Data excerpts ::
use chrono::Local;
use serde_json::Value;

use crate::config::{EASTMONEY_PUSH_EX_URL, EASTMONEY_PUSH_URL, EASTMONEY_RANK_URL};
use crate::config::{LEADER_LIMIT, LEADER_MIN_CHANGE_PCT};
use crate::error::ProviderError;
use crate::providers::{feed_client, value_as_f64, value_as_string, value_as_u32, ProviderBackend};
use crate::types::{
    BreadthStats, LeaderRow, MetricKind, MetricPayload, RawAnomaly, SectorRow, SentimentStats,
};

const UT_POOL: &str = "7eea3edcaed734bea9cbfc24409ed989";
const UT_QUOTE: &str = "fa5fd1943c7b386f172d6893dbfba10b";

/// Intraday change categories requested from the change stream, with the
/// upstream's numeric code for each label. Unknown codes pass through as the
/// bare number and fall to the classifier's default.
const CHANGE_LABELS: &[(u32, &str)] = &[
    (4, "封涨停板"),
    (8, "封跌停板"),
    (16, "打开涨停板"),
    (32, "打开跌停板"),
    (64, "有大买盘"),
    (128, "有大卖盘"),
    (8193, "大笔买入"),
    (8194, "大笔卖出"),
    (8201, "火箭发射"),
    (8202, "快速反弹"),
    (8203, "高台跳水"),
    (8204, "加速下跌"),
    (8207, "竞价上涨"),
    (8208, "竞价下跌"),
    (8209, "高开5日线"),
    (8210, "低开5日线"),
    (8211, "向上缺口"),
    (8212, "向下缺口"),
    (8213, "60日新高"),
    (8214, "60日新低"),
    (8215, "60日大幅上涨"),
    (8216, "60日大幅下跌"),
];

/// Primary backend: EastMoney push endpoints. Serves the limit-up pools, the
/// intraday change stream, popularity-ranked leaders, and fallback variants
/// of the sector and breadth metrics.
pub struct EastMoneyProvider {
    client: reqwest::Client,
}

impl EastMoneyProvider {
    pub fn new() -> Result<Self, ProviderError> {
        Ok(Self {
            client: feed_client()?,
        })
    }

    async fn get_json(&self, url: &str) -> Result<Value, ProviderError> {
        let resp = self.client.get(url).send().await?;
        if !resp.status().is_success() {
            return Err(ProviderError::Status(resp.status()));
        }
        Ok(resp.json().await?)
    }

    /// One of the topic pools (limit-up / fried-board / yesterday's pool).
    /// `data` is null outside trading sessions; that is an empty pool, not an
    /// error.
    async fn fetch_pool(&self, endpoint: &str, date: &str) -> Result<Vec<Value>, ProviderError> {
        let url = format!(
            "{EASTMONEY_PUSH_EX_URL}/{endpoint}?ut={UT_POOL}&dpt=wz.ztzt&Pageindex=0&pagesize=1000&sort=fbt%3Aasc&date={date}"
        );
        let v = self.get_json(&url).await?;
        Ok(v.get("data")
            .and_then(|d| d.get("pool"))
            .and_then(|p| p.as_array())
            .cloned()
            .unwrap_or_default())
    }

    async fn fetch_sentiment(&self) -> Result<MetricPayload, ProviderError> {
        let date = Local::now().format("%Y%m%d").to_string();

        let limit_up = self.fetch_pool("getTopicZTPool", &date).await?;
        let fried = self.fetch_pool("getTopicZBPool", &date).await?;
        let previous = self.fetch_pool("getYesterdayZTPool", &date).await?;

        let prev_changes: Vec<f64> = previous
            .iter()
            .map(|row| value_as_f64(row.get("zdp")))
            .collect();
        let (premium_rate, promotion_rate) = if prev_changes.is_empty() {
            (0.0, 0.0)
        } else {
            let mean = prev_changes.iter().sum::<f64>() / prev_changes.len() as f64;
            let promoted = prev_changes.iter().filter(|c| **c > 9.5).count();
            (mean, promoted as f64 / prev_changes.len() as f64 * 100.0)
        };

        Ok(MetricPayload::Sentiment(SentimentStats {
            limit_up_count: limit_up.len() as u32,
            fried_board_count: fried.len() as u32,
            premium_rate,
            promotion_rate,
        }))
    }

    async fn fetch_anomalies(&self) -> Result<MetricPayload, ProviderError> {
        let types = CHANGE_LABELS
            .iter()
            .map(|(code, _)| code.to_string())
            .collect::<Vec<_>>()
            .join(",");
        let url = format!(
            "{EASTMONEY_PUSH_EX_URL}/getAllStockChanges?type={types}&ut={UT_POOL}&pageindex=0&pagesize=1000&dpt=wzchanges"
        );
        let v = self.get_json(&url).await?;
        let rows = v
            .get("data")
            .and_then(|d| d.get("allstock"))
            .and_then(|a| a.as_array())
            .cloned()
            .unwrap_or_default();

        let anomalies = rows
            .iter()
            .map(|row| {
                let code_num = row.get("t").and_then(|t| t.as_u64()).unwrap_or(0) as u32;
                RawAnomaly {
                    code: value_as_string(row.get("c")),
                    name: value_as_string(row.get("n")),
                    raw_label: change_label(code_num),
                    info: value_as_string(row.get("i")),
                    event_time: format_event_time(
                        row.get("tm").and_then(|t| t.as_u64()).unwrap_or(0) as u32,
                    ),
                }
            })
            .filter(|a| !a.code.is_empty())
            .collect();

        Ok(MetricPayload::Anomalies(anomalies))
    }

    /// Popularity leaders in two steps: the rank list (codes only), then a
    /// batch quote lookup for price and change.
    async fn fetch_leaders(&self) -> Result<MetricPayload, ProviderError> {
        let body = serde_json::json!({
            "appId": "appId01",
            "globalId": "786e4c21-70dc-435a-93bb-38",
            "marketType": "",
            "pageNo": 1,
            "pageSize": 100,
        });
        let resp = self
            .client
            .post(format!("{EASTMONEY_RANK_URL}/stockrank/getAllCurrentList"))
            .json(&body)
            .send()
            .await?;
        if !resp.status().is_success() {
            return Err(ProviderError::Status(resp.status()));
        }
        let rank: Value = resp.json().await?;
        let entries = rank
            .get("data")
            .and_then(|d| d.as_array())
            .ok_or(ProviderError::Shape("stockrank: missing data array"))?;

        // sc is "SZ000913" / "SH600519"; ulist secids want "0.000913" / "1.600519".
        let mut ranks: Vec<(String, u32)> = Vec::new();
        let mut secids: Vec<String> = Vec::new();
        for e in entries {
            let sc = value_as_string(e.get("sc"));
            if sc.len() < 3 {
                continue;
            }
            let (prefix, code) = sc.split_at(2);
            let market = if prefix == "SH" { "1" } else { "0" };
            ranks.push((code.to_string(), value_as_u32(e.get("rk"))));
            secids.push(format!("{market}.{code}"));
        }
        if secids.is_empty() {
            return Err(ProviderError::Shape("stockrank: empty rank list"));
        }

        let url = format!(
            "{EASTMONEY_PUSH_URL}/api/qt/ulist.np/get?ut={UT_QUOTE}&fltt=2&invt=2&fields=f2,f3,f12,f14&secids={}",
            secids.join(",")
        );
        let quotes = self.get_json(&url).await?;
        let diff = quotes
            .get("data")
            .and_then(|d| d.get("diff"))
            .and_then(|d| d.as_array())
            .ok_or(ProviderError::Shape("ulist: missing data.diff"))?;

        let mut leaders: Vec<LeaderRow> = Vec::new();
        for q in diff {
            let code = value_as_string(q.get("f12"));
            let change_pct = value_as_f64(q.get("f3"));
            if change_pct < LEADER_MIN_CHANGE_PCT {
                continue;
            }
            let rank = ranks
                .iter()
                .find(|(c, _)| *c == code)
                .map(|(_, r)| *r)
                .unwrap_or(0);
            leaders.push(LeaderRow {
                code,
                name: value_as_string(q.get("f14")),
                price: value_as_f64(q.get("f2")),
                change_pct,
                rank,
            });
        }
        leaders.sort_by_key(|l| l.rank);
        leaders.truncate(LEADER_LIMIT);

        Ok(MetricPayload::LeaderStocks(leaders))
    }

    /// Industry board list, used as the heatmap fallback. po=1/fid=f3 sorts
    /// by change descending upstream.
    async fn fetch_heatmap(&self) -> Result<MetricPayload, ProviderError> {
        let url = format!(
            "{EASTMONEY_PUSH_URL}/api/qt/clist/get?pn=1&pz=90&po=1&np=1&ut={UT_QUOTE}&fltt=2&invt=2&fid=f3&fs=m:90+t:2+f:!50&fields=f3,f6,f12,f14,f128,f136"
        );
        let v = self.get_json(&url).await?;
        let diff = v
            .get("data")
            .and_then(|d| d.get("diff"))
            .and_then(|d| d.as_array())
            .ok_or(ProviderError::Shape("clist: missing data.diff"))?;

        let rows = diff
            .iter()
            .map(|q| SectorRow {
                name: value_as_string(q.get("f14")),
                change_pct: value_as_f64(q.get("f3")),
                turnover: value_as_f64(q.get("f6")),
                leader: value_as_string(q.get("f128")),
                leader_change_pct: value_as_f64(q.get("f136")),
            })
            .filter(|r| !r.name.is_empty())
            .collect();

        Ok(MetricPayload::SectorHeatmap(rows))
    }

    /// Advance/decline counts off the index quote boards (f104/f105/f106),
    /// summed over Shanghai and Shenzhen. Limit counts and the activity gauge
    /// are not available here; this is the degraded fallback for the primary
    /// breadth source.
    async fn fetch_breadth(&self) -> Result<MetricPayload, ProviderError> {
        let url = format!(
            "{EASTMONEY_PUSH_URL}/api/qt/ulist.np/get?ut={UT_QUOTE}&fltt=2&invt=2&fields=f104,f105,f106&secids=1.000001,0.399001"
        );
        let v = self.get_json(&url).await?;
        let diff = v
            .get("data")
            .and_then(|d| d.get("diff"))
            .and_then(|d| d.as_array())
            .ok_or(ProviderError::Shape("ulist: missing data.diff"))?;

        let mut stats = BreadthStats::default();
        for q in diff {
            stats.up_count += value_as_u32(q.get("f104"));
            stats.down_count += value_as_u32(q.get("f105"));
            stats.flat_count += value_as_u32(q.get("f106"));
        }
        Ok(MetricPayload::Breadth(stats))
    }
}

#[async_trait::async_trait]
impl ProviderBackend for EastMoneyProvider {
    fn name(&self) -> &'static str {
        "eastmoney"
    }

    async fn fetch(&self, kind: MetricKind) -> Result<MetricPayload, ProviderError> {
        match kind {
            MetricKind::Sentiment => self.fetch_sentiment().await,
            MetricKind::Anomalies => self.fetch_anomalies().await,
            MetricKind::LeaderStocks => self.fetch_leaders().await,
            MetricKind::SectorHeatmap => self.fetch_heatmap().await,
            MetricKind::Breadth => self.fetch_breadth().await,
            MetricKind::MacroCalendar => Err(ProviderError::Unsupported {
                backend: self.name(),
                metric: kind.as_str(),
            }),
        }
    }
}

fn change_label(code: u32) -> String {
    CHANGE_LABELS
        .iter()
        .find(|(c, _)| *c == code)
        .map(|(_, label)| label.to_string())
        .unwrap_or_else(|| code.to_string())
}

/// The stream encodes event time as HHMMSS, e.g. 93005 → "09:30:05".
fn format_event_time(tm: u32) -> String {
    format!("{:02}:{:02}:{:02}", tm / 10000, tm / 100 % 100, tm % 100)
}

// ---------------------------------------------------------------------------
// Tests
// ---------------------------------------------------------------------------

Exercise objective :: Reproduce each line of the material that mentions "SectorRow".

Answer to this exercise ::
    BreadthStats, LeaderRow, MetricKind, MetricPayload, RawAnomaly, SectorRow, SentimentStats,
            .map(|q| SectorRow {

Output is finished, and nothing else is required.